====== Input data ======

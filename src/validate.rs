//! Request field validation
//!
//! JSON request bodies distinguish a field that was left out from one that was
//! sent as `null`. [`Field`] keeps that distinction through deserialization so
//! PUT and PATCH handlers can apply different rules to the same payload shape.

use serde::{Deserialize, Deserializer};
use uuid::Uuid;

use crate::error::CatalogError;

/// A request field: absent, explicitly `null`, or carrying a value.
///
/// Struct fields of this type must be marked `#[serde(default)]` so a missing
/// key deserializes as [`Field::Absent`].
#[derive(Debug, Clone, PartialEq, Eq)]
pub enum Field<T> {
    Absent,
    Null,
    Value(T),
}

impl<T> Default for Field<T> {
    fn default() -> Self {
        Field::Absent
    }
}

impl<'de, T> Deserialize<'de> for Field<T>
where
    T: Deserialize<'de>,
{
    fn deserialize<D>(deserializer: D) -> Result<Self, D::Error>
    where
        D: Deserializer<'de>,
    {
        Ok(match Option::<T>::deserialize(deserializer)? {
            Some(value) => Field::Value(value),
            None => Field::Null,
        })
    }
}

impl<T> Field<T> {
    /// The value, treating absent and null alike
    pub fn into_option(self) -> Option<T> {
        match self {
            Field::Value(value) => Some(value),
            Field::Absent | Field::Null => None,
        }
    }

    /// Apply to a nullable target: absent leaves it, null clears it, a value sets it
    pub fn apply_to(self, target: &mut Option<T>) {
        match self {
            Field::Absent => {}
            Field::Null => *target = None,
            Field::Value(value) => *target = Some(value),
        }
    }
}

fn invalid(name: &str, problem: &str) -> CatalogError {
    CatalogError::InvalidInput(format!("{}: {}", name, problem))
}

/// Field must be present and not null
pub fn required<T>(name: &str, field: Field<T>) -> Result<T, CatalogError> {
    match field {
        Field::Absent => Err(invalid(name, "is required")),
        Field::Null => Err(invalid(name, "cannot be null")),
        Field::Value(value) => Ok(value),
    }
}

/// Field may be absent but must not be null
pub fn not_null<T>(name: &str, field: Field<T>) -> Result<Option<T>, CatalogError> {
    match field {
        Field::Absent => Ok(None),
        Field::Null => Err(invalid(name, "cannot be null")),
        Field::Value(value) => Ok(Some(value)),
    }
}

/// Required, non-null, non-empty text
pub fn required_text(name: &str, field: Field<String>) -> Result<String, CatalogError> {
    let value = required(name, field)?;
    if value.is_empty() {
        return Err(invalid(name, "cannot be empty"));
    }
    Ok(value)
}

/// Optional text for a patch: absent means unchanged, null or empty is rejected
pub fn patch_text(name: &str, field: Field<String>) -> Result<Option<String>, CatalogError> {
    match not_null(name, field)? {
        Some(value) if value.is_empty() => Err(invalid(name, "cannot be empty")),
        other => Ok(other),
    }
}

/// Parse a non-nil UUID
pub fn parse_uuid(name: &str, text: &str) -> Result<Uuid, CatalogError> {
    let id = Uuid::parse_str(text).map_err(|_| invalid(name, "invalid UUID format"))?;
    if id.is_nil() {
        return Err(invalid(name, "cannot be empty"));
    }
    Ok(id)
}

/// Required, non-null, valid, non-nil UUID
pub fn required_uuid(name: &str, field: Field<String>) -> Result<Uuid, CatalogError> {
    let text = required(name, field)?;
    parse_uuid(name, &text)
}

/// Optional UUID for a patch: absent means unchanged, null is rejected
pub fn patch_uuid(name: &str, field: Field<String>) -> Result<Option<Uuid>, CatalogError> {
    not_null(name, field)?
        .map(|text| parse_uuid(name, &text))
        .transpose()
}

======

- **Task directions**
From the data above, return every line from the line that has "use uuid::Uuid;" up to and including the line that has "#[derive(Debug, Clone, PartialEq, Eq)]", exactly.

- **Answer area**
use uuid::Uuid;

use crate::error::CatalogError;

/// A request field: absent, explicitly `null`, or carrying a value.
///
/// Struct fields of this type must be marked `#[serde(default)]` so a missing
/// key deserializes as [`Field::Absent`].
#[derive(Debug, Clone, PartialEq, Eq)]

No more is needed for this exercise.